Excerpted data:
________________________________________
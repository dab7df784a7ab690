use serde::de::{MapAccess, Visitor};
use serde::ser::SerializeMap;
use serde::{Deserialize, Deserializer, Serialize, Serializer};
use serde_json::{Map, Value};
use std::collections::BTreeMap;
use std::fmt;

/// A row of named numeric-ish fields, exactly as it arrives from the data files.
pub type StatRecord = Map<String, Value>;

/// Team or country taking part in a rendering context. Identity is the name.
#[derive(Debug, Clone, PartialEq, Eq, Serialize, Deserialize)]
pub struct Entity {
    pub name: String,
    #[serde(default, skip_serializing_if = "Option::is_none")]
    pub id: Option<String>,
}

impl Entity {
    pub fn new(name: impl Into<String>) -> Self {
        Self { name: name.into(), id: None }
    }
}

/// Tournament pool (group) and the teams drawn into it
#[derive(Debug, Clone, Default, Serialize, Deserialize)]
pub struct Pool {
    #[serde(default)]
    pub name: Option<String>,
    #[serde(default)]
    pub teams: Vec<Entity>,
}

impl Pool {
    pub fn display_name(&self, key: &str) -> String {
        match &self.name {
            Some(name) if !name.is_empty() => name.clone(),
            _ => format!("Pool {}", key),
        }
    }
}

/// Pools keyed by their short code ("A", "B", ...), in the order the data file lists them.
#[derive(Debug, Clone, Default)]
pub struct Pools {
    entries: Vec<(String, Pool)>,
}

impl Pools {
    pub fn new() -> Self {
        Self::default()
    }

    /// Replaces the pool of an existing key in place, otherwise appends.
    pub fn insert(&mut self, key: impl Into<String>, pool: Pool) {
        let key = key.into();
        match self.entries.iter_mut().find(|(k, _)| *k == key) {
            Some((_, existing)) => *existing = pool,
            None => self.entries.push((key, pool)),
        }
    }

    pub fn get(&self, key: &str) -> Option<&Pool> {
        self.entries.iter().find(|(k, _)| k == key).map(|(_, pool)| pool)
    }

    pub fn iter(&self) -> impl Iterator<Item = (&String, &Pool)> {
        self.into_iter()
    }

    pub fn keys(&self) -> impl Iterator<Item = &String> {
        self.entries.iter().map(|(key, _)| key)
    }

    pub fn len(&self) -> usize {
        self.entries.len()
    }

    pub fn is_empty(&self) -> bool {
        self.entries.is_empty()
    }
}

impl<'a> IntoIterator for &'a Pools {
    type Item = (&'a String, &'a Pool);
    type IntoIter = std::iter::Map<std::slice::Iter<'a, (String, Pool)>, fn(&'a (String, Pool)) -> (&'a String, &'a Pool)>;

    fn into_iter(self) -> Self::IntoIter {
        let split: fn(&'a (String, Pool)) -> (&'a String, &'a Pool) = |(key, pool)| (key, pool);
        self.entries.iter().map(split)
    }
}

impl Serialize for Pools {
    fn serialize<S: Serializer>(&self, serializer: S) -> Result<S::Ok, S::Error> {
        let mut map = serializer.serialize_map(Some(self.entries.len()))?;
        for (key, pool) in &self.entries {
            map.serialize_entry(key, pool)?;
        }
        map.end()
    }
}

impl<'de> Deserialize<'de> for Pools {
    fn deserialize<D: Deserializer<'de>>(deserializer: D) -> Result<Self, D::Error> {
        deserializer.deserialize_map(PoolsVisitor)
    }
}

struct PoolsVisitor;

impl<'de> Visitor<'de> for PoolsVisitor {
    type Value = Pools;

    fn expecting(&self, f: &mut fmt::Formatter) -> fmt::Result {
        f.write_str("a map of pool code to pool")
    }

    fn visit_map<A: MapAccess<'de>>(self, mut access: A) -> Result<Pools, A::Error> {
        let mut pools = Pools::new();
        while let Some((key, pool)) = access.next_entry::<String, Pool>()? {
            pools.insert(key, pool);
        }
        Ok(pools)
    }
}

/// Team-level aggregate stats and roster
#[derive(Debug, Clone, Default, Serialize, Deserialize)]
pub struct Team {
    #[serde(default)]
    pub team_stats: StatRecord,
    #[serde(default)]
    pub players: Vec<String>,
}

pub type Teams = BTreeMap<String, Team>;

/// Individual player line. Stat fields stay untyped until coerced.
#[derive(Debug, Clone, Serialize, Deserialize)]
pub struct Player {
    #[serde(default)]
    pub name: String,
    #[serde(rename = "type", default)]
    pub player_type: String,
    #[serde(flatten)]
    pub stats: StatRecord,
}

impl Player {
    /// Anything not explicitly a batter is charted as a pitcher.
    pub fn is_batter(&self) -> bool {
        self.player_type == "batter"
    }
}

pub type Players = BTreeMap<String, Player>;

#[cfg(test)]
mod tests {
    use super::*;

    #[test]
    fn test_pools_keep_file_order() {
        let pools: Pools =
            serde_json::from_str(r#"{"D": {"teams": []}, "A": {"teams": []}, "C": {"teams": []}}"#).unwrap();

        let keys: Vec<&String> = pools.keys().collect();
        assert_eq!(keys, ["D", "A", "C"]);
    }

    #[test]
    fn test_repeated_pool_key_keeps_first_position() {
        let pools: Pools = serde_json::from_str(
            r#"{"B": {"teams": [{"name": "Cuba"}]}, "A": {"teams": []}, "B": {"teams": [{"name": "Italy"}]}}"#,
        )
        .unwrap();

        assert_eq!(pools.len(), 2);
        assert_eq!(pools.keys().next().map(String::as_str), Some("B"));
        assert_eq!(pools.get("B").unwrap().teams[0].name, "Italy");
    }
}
________________________________________
Exercise: Would you output, from the records above, exactly the run of lines that starts at the line containing "#[derive(Debug, Clone, Default)]" and ends at the line containing "type Item = (&'a String, &'a Pool);", and only that run?

Response box:
#[derive(Debug, Clone, Default)]
pub struct Pools {
    entries: Vec<(String, Pool)>,
}

impl Pools {
    pub fn new() -> Self {
        Self::default()
    }

    /// Replaces the pool of an existing key in place, otherwise appends.
    pub fn insert(&mut self, key: impl Into<String>, pool: Pool) {
        let key = key.into();
        match self.entries.iter_mut().find(|(k, _)| *k == key) {
            Some((_, existing)) => *existing = pool,
            None => self.entries.push((key, pool)),
        }
    }

    pub fn get(&self, key: &str) -> Option<&Pool> {
        self.entries.iter().find(|(k, _)| k == key).map(|(_, pool)| pool)
    }

    pub fn iter(&self) -> impl Iterator<Item = (&String, &Pool)> {
        self.into_iter()
    }

    pub fn keys(&self) -> impl Iterator<Item = &String> {
        self.entries.iter().map(|(key, _)| key)
    }

    pub fn len(&self) -> usize {
        self.entries.len()
    }

    pub fn is_empty(&self) -> bool {
        self.entries.is_empty()
    }
}

impl<'a> IntoIterator for &'a Pools {
    type Item = (&'a String, &'a Pool);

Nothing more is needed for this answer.